• Data for this exercise:
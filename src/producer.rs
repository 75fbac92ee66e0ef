use std::collections::HashMap;
use std::time::Instant;

use serde::{Deserialize, Serialize};

use crate::keyframe::KeyFrameRequestManager;
use crate::rtp::{ExtensionMap, Mid, Pt, ReceptionReport, Rid, RtpPacket, SenderInfo, Ssrc};
use crate::streams::RtpStreamRecv;

/// Audio or video.
#[derive(Debug, Clone, Copy, PartialEq, Eq, Serialize, Deserialize)]
#[serde(rename_all = "lowercase")]
pub enum MediaKind {
    Audio,
    Video,
}

/// Payload format of a producer, for keyframe detection.
#[derive(Debug, Clone, Copy, PartialEq, Eq, Default, Serialize, Deserialize)]
#[serde(rename_all = "lowercase")]
pub enum CodecKind {
    Vp8,
    H264,
    Opus,
    #[default]
    Unknown,
}

/// One encoding (simulcast layer) of a producer.
#[derive(Debug, Clone)]
pub struct RtpEncoding {
    /// The SSRC as it appears on the wire, when declared up front.
    /// Learned from the first packet otherwise (requires a RID).
    pub ssrc: Option<Ssrc>,
    /// Stream identifier when the encoding is RID-addressed.
    pub rid: Option<Rid>,
    /// The stable SSRC this encoding maps to inside the router.
    pub mapped_ssrc: Ssrc,
}

/// Construction parameters for a [`Producer`].
#[derive(Debug, Clone)]
pub struct ProducerOptions {
    pub kind: MediaKind,
    pub mid: Option<Mid>,
    /// Ordered low to high (spatially) for simulcast.
    pub encodings: Vec<RtpEncoding>,
    /// Wire payload type to canonical payload type.
    pub payload_map: HashMap<Pt, Pt>,
    /// The producer's declared header extension ids.
    pub ext_map: ExtensionMap,
    pub clock_rate: u32,
    pub paused: bool,
}
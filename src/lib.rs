//! Sans-IO core of a Selective Forwarding Unit (SFU) for real time media.
//!
//! The crate routes RTP packets from producing peers to consuming peers
//! within a [`Transport`], rewrites per-consumer headers, adapts simulcast
//! layer selection to congestion feedback and participates in the RTCP
//! feedback loop (SR/RR, PLI/FIR, NACK, REMB, transport-wide CC).
//!
//! There are no sockets, threads or timers in here. The embedding worker
//! event loop feeds decrypted RTP/RTCP via [`Transport::handle_rtp`] and
//! [`Transport::handle_rtcp`], drains outgoing packets and notifications
//! via [`Transport::poll_output`], and drives time by calling
//! [`Transport::handle_timeout`] whenever the deadline returned by
//! [`Transport::poll_timeout`] passes.
//!
//! The DTLS/ICE/SRTP layer, SCTP data channels and the worker process
//! lifecycle are external collaborators and not part of this crate.

#[macro_use]
extern crate tracing;

use thiserror::Error;

mod util;

pub mod rtp;

pub mod rate;

mod streams;
pub use streams::{RtpStreamRecv, RtpStreamSend, SeqManager};

mod listener;
pub use listener::RtpListener;

mod producer;
pub use producer::{CodecKind, MediaKind, Producer, ProducerOptions, RtpEncoding};
pub use producer::{EncodingDump, ProducerDump, ProducerStat};

mod consumer;
pub use consumer::{Consumer, ConsumerDump, ConsumerOptions, ConsumerStat, ConsumerType};

mod keyframe;
pub use keyframe::KeyFrameRequestManager;

pub mod remb;

pub mod cc;

mod transport;
pub use transport::{Event, Output, Transport, TransportStats};

pub mod channel;

pub mod config;

/// Errors surfaced on the control path.
///
/// The data path (per-packet parsing and routing) never returns errors
/// upward. Malformed packets and routing misses are logged and dropped.
#[derive(Debug, Error)]
pub enum SfuError {
    /// A producer/consumer creation request carried bad or missing fields.
    #[error("invalid configuration: {0}")]
    Config(String),

    /// An SSRC, MID or RID is already claimed within the transport.
    #[error("conflicting identifier: {0}")]
    Conflict(String),

    /// The request referenced an entity this transport does not own.
    #[error("not found: {0}")]
    NotFound(String),

    /// The request method is not recognized.
    #[error("unknown method '{0}'")]
    UnknownMethod(String),
}
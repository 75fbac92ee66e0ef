use std::collections::HashMap;

use crate::producer::Producer;
use crate::rtp::{Mid, Rid, RtpHeader, Ssrc};
use crate::SfuError;

/// Routes incoming RTP packets to the owning producer.
///
/// Resolution precedence: the MID header extension, then the RID
/// extension, then the learned SSRC table. A hit via MID or RID also
/// binds the packet's SSRC so later packets take the fast path.
#[derive(Debug, Default)]
pub struct RtpListener {
    ssrc_table: HashMap<Ssrc, String>,
    mid_table: HashMap<Mid, String>,
    rid_table: HashMap<Rid, String>,
}

impl RtpListener {
    pub fn new() -> Self {
        RtpListener::default()
    }

    /// Register a producer's identifiers.
    ///
    /// Fails without touching any table when an SSRC, MID or RID is
    /// already claimed by another producer.
    pub fn add_producer(&mut self, producer: &Producer) -> Result<(), SfuError> {
        let id = producer.id();

        // Validate everything before inserting anything.
        if let Some(mid) = producer.mid() {
            if let Some(other) = self.mid_table.get(&mid) {
                if other != id {
                    return Err(SfuError::Conflict(format!("mid already in use: {}", mid)));
                }
            }
        }

        for encoding in producer.encodings() {
            if let Some(ssrc) = encoding.ssrc {
                if let Some(other) = self.ssrc_table.get(&ssrc) {
                    if other != id {
                        return Err(SfuError::Conflict(format!("ssrc already in use: {}", ssrc)));
                    }
                }
            }
            if let Some(rid) = encoding.rid {
                if let Some(other) = self.rid_table.get(&rid) {
                    if other != id {
                        return Err(SfuError::Conflict(format!("rid already in use: {}", rid)));
                    }
                }
            }
        }

        if let Some(mid) = producer.mid() {
            self.mid_table.insert(mid, id.to_string());
        }

        for encoding in producer.encodings() {
            if let Some(ssrc) = encoding.ssrc {
                self.ssrc_table.insert(ssrc, id.to_string());
            }
            if let Some(rid) = encoding.rid {
                self.rid_table.insert(rid, id.to_string());
            }
        }

        Ok(())
    }

    /// Remove every table entry pointing at `producer_id`.
    pub fn remove_producer(&mut self, producer_id: &str) {
        self.ssrc_table.retain(|_, v| v != producer_id);
        self.mid_table.retain(|_, v| v != producer_id);
        self.rid_table.retain(|_, v| v != producer_id);
    }

    /// Resolve the producer for an incoming packet.
    ///
    /// Learns the SSRC binding on a MID/RID hit.
    pub fn resolve(&mut self, header: &RtpHeader) -> Option<String> {
        let ssrc = header.ssrc;

        if let Some(mid) = header.ext_vals.mid {
            if let Some(id) = self.mid_table.get(&mid) {
                let id = id.clone();
                self.ssrc_table.entry(ssrc).or_insert_with(|| id.clone());
                return Some(id);
            }
        }

        if let Some(rid) = header.ext_vals.rid {
            if let Some(id) = self.rid_table.get(&rid) {
                let id = id.clone();
                self.ssrc_table.entry(ssrc).or_insert_with(|| id.clone());
                return Some(id);
            }
        }

        self.ssrc_table.get(&ssrc).cloned()
    }

    /// Look up the producer owning an SSRC (used for RTCP SR routing).
    pub fn get_by_ssrc(&self, ssrc: Ssrc) -> Option<&str> {
        self.ssrc_table.get(&ssrc).map(|s| s.as_str())
    }
}

#[cfg(test)]
mod test {
    use super::*;
    use crate::producer::{MediaKind, ProducerOptions, RtpEncoding};
    use crate::rtp::ExtensionMap;

    fn producer(id: &str, ssrc: u32, mid: Option<&str>, rid: Option<&str>) -> Producer {
        Producer::new(
            id,
            ProducerOptions {
                kind: MediaKind::Video,
                mid: mid.map(Mid::from),
                encodings: vec![RtpEncoding {
                    ssrc: Some(ssrc.into()),
                    rid: rid.map(Rid::from),
                    mapped_ssrc: (ssrc + 1000).into(),
                }],
                payload_map: Default::default(),
                ext_map: ExtensionMap::standard(),
                clock_rate: 90_000,
                paused: false,
            },
        )
    }

    fn header(ssrc: u32, mid: Option<&str>, rid: Option<&str>) -> RtpHeader {
        let mut h = RtpHeader {
            ssrc: ssrc.into(),
            ..Default::default()
        };
        h.ext_vals.mid = mid.map(Mid::from);
        h.ext_vals.rid = rid.map(Rid::from);
        h
    }

    #[test]
    fn resolve_by_declared_ssrc() {
        let mut listener = RtpListener::new();
        let p = producer("p1", 100, None, None);
        listener.add_producer(&p).unwrap();

        assert_eq!(listener.resolve(&header(100, None, None)).as_deref(), Some("p1"));
        assert_eq!(listener.resolve(&header(999, None, None)), None);
    }

    #[test]
    fn resolve_by_mid_learns_ssrc() {
        let mut listener = RtpListener::new();
        let p = producer("p1", 100, Some("a"), None);
        listener.add_producer(&p).unwrap();

        // Undeclared SSRC, resolved via MID.
        assert_eq!(
            listener.resolve(&header(555, Some("a"), None)).as_deref(),
            Some("p1")
        );
        // Learned: resolves without the extension now.
        assert_eq!(listener.resolve(&header(555, None, None)).as_deref(), Some("p1"));
    }

    #[test]
    fn mid_takes_precedence_over_ssrc() {
        let mut listener = RtpListener::new();
        listener.add_producer(&producer("p1", 100, Some("a"), None)).unwrap();
        listener.add_producer(&producer("p2", 200, Some("b"), None)).unwrap();

        // Contradictory packet: ssrc of p2 but mid of p1.
        assert_eq!(
            listener.resolve(&header(200, Some("a"), None)).as_deref(),
            Some("p1")
        );
    }

    #[test]
    fn conflicting_ssrc_is_rejected() {
        let mut listener = RtpListener::new();
        listener.add_producer(&producer("p1", 100, None, None)).unwrap();

        let r = listener.add_producer(&producer("p2", 100, None, None));
        assert!(matches!(r, Err(SfuError::Conflict(_))));
    }

    #[test]
    fn conflicting_mid_is_rejected() {
        let mut listener = RtpListener::new();
        listener.add_producer(&producer("p1", 100, Some("a"), None)).unwrap();

        let r = listener.add_producer(&producer("p2", 200, Some("a"), None));
        assert!(matches!(r, Err(SfuError::Conflict(_))));
    }

    #[test]
    fn remove_producer_clears_tables() {
        let mut listener = RtpListener::new();
        listener
            .add_producer(&producer("p1", 100, Some("a"), Some("r0")))
            .unwrap();

        listener.remove_producer("p1");

        assert_eq!(listener.resolve(&header(100, None, None)), None);
        assert_eq!(listener.resolve(&header(100, Some("a"), None)), None);
    }
}
use super::ext::{ExtensionMap, ExtensionValues, ExtensionsForm};
use super::{Pt, RtpError, RtpHeader, Ssrc};

/// An RTP packet with its parsed header and owned wire data.
///
/// Mutators for SSRC, PT, sequence number, timestamp and marker patch the
/// wire bytes in place. Changing the set of header extensions (or their
/// ids) re-serializes the header and shifts the payload, which stays byte
/// identical.
#[derive(Debug, Clone, PartialEq, Eq)]
pub struct RtpPacket {
    pub(crate) header: RtpHeader,
    data: Vec<u8>,
}

impl RtpPacket {
    /// Parse a packet, interpreting header extensions with `exts`.
    pub fn parse(data: &[u8], exts: &ExtensionMap) -> Result<RtpPacket, RtpError> {
        let header = RtpHeader::parse(data, exts).ok_or(RtpError::ParseHeader)?;

        Ok(RtpPacket {
            header,
            data: data.to_vec(),
        })
    }

    /// Construct from an already parsed header and data buffer.
    pub(crate) fn new(header: RtpHeader, data: Vec<u8>) -> RtpPacket {
        RtpPacket { header, data }
    }

    /// The parsed header.
    pub fn header(&self) -> &RtpHeader {
        &self.header
    }

    /// The full wire data, headers included.
    pub fn data(&self) -> &[u8] {
        &self.data
    }

    /// Consume the packet, returning the wire data.
    pub fn into_data(self) -> Vec<u8> {
        self.data
    }

    /// Total packet size in bytes.
    pub fn len(&self) -> usize {
        self.data.len()
    }

    /// Whether the packet holds no data at all. Never true for parsed packets.
    pub fn is_empty(&self) -> bool {
        self.data.is_empty()
    }

    /// The payload, excluding header and padding.
    pub fn payload(&self) -> &[u8] {
        let range = self.header.payload_range(&self.data);
        &self.data[range]
    }

    pub fn ssrc(&self) -> Ssrc {
        self.header.ssrc
    }

    pub fn payload_type(&self) -> Pt {
        self.header.payload_type
    }

    pub fn sequence_number(&self) -> u16 {
        self.header.sequence_number
    }

    pub fn timestamp(&self) -> u32 {
        self.header.timestamp
    }

    pub fn marker(&self) -> bool {
        self.header.marker
    }

    pub fn set_ssrc(&mut self, ssrc: Ssrc) {
        self.header.ssrc = ssrc;
        self.data[8..12].copy_from_slice(&ssrc.to_be_bytes());
    }

    pub fn set_payload_type(&mut self, pt: Pt) {
        assert!(*pt <= 127);
        self.header.payload_type = pt;
        self.data[1] = (self.data[1] & 0b1000_0000) | *pt;
    }

    pub fn set_sequence_number(&mut self, seq: u16) {
        self.header.sequence_number = seq;
        self.data[2..4].copy_from_slice(&seq.to_be_bytes());
    }

    pub fn set_timestamp(&mut self, ts: u32) {
        self.header.timestamp = ts;
        self.data[4..8].copy_from_slice(&ts.to_be_bytes());
    }

    pub fn set_marker(&mut self, marker: bool) {
        self.header.marker = marker;
        if marker {
            self.data[1] |= 0b1000_0000;
        } else {
            self.data[1] &= 0b0111_1111;
        }
    }

    /// Write the transport-wide sequence number extension.
    ///
    /// Rewrites in place when the packet already carries the extension at
    /// the id `exts` maps; otherwise the header is re-serialized with the
    /// extension added.
    pub fn set_transport_wide_seq(&mut self, seq: u16, exts: &ExtensionMap) {
        self.header.ext_vals.transport_cc = Some(seq);

        let Some(id) = exts.id_of(super::Extension::TransportSequenceNumber) else {
            return;
        };

        if self.patch_ext(id, &seq.to_be_bytes()) {
            return;
        }

        self.rewrite_extensions(self.header.ext_vals, exts);
    }

    /// Replace the header extension block: the values in `values` are
    /// written with the ids of `to`. Payload bytes are untouched.
    pub fn rewrite_extensions(&mut self, values: ExtensionValues, to: &ExtensionMap) {
        let mut header = self.header.clone();
        header.ext_vals = values;

        let tail = &self.data[self.header.header_len..];

        let mut out = vec![0; 16 + 4 * 64 + tail.len()];
        let header_len = header.write_to(&mut out, to);
        out.truncate(header_len + tail.len());
        out[header_len..].copy_from_slice(tail);

        header.header_len = header_len;
        header.has_extension = true;

        self.header = header;
        self.data = out;
    }

    // Overwrite the value of extension element `id` when present with the
    // exact same length. Returns false when not patchable in place.
    fn patch_ext(&mut self, id: u8, value: &[u8]) -> bool {
        let Some((form, mut offset, end)) = self.ext_block() else {
            return false;
        };

        while offset < end {
            let (elem_id, len, value_at) = match form {
                ExtensionsForm::OneByte => {
                    let b = self.data[offset];
                    if b == 0 {
                        offset += 1;
                        continue;
                    }
                    let elem_id = b >> 4;
                    if elem_id == 15 {
                        break;
                    }
                    (elem_id, (b & 0xf) as usize + 1, offset + 1)
                }
                ExtensionsForm::TwoByte => {
                    if self.data[offset] == 0 {
                        offset += 1;
                        continue;
                    }
                    if offset + 1 >= end {
                        break;
                    }
                    (
                        self.data[offset],
                        self.data[offset + 1] as usize,
                        offset + 2,
                    )
                }
            };

            if value_at + len > end {
                break;
            }

            if elem_id == id {
                if len != value.len() {
                    return false;
                }
                self.data[value_at..value_at + len].copy_from_slice(value);
                return true;
            }

            offset = value_at + len;
        }

        false
    }

    // (form, start of extension elements, end) within `data`.
    fn ext_block(&self) -> Option<(ExtensionsForm, usize, usize)> {
        if !self.header.has_extension {
            return None;
        }

        let csrc_count = (self.data[0] & 0xf) as usize;
        let at = 12 + csrc_count * 4;

        if self.data.len() < at + 4 {
            return None;
        }

        let form = ExtensionsForm::parse([self.data[at], self.data[at + 1]])?;
        let words = u16::from_be_bytes([self.data[at + 2], self.data[at + 3]]) as usize;

        let start = at + 4;
        let end = (start + words * 4).min(self.data.len());

        Some((form, start, end))
    }
}
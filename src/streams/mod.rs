//! Per-SSRC stream state for both directions.

mod register;

mod rtx_cache;

mod seq_manager;
pub use seq_manager::SeqManager;

mod receive;
pub use receive::RtpStreamRecv;

mod send;
pub use send::RtpStreamSend;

• Your assignment:
Wherever the string "RtpEncoding" shows up in the material, copy the line that holds it.

• Solution:
pub struct RtpEncoding {
    pub encodings: Vec<RtpEncoding>,
pub use producer::{CodecKind, MediaKind, Producer, ProducerOptions, RtpEncoding};
    use crate::producer::{MediaKind, ProducerOptions, RtpEncoding};
                encodings: vec![RtpEncoding {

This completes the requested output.